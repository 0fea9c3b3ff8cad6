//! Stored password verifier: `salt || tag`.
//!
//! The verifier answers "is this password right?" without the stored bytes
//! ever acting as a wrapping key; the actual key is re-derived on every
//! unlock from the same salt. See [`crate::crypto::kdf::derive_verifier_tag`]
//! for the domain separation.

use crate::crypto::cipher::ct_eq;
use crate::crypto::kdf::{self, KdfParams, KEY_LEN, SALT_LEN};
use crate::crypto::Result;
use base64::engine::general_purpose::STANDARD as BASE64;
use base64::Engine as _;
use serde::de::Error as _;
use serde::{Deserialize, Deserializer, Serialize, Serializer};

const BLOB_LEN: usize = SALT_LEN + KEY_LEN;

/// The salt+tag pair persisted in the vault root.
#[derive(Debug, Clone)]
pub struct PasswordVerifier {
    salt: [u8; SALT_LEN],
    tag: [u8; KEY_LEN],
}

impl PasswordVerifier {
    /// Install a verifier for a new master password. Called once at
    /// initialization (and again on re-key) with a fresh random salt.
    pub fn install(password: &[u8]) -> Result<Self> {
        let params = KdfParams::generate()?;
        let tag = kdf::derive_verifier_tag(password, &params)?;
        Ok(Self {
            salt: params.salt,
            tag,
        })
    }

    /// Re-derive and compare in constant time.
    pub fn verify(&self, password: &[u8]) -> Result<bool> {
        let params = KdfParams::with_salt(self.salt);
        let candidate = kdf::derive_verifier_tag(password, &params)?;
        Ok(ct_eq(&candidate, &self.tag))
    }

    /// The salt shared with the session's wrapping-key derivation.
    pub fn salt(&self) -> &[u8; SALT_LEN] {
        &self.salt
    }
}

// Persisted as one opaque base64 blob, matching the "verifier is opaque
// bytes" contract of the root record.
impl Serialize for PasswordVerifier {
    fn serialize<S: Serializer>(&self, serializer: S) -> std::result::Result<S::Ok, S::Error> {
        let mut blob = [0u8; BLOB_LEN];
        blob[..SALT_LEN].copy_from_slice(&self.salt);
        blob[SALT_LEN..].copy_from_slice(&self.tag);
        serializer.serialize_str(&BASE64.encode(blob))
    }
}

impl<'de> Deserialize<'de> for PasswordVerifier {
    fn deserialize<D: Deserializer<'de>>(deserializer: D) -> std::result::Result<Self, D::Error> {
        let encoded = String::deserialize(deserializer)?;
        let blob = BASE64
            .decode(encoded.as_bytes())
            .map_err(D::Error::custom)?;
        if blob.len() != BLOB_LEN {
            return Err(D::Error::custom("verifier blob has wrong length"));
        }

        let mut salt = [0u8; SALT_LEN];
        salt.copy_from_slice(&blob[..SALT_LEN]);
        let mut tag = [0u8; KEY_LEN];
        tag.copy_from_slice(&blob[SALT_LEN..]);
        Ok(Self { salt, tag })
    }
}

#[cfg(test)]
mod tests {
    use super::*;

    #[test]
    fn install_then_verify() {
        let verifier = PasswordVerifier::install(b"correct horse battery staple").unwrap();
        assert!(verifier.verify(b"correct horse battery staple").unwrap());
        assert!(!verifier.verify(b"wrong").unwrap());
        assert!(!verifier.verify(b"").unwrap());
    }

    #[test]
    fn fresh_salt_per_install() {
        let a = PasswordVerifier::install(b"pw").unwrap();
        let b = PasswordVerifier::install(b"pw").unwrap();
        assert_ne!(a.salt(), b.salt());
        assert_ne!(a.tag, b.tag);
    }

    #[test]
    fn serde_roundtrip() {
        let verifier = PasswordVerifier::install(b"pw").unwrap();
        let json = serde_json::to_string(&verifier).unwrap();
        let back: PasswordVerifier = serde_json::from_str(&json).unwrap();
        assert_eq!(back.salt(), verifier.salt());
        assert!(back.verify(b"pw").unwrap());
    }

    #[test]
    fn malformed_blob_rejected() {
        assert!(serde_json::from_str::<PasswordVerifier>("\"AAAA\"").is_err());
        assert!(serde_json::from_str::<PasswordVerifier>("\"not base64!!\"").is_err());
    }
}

Prompt: Gather up the lines containing the word "custom" from these records and copy them.

Problem solution:
            .map_err(D::Error::custom)?;
            return Err(D::Error::custom("verifier blob has wrong length"));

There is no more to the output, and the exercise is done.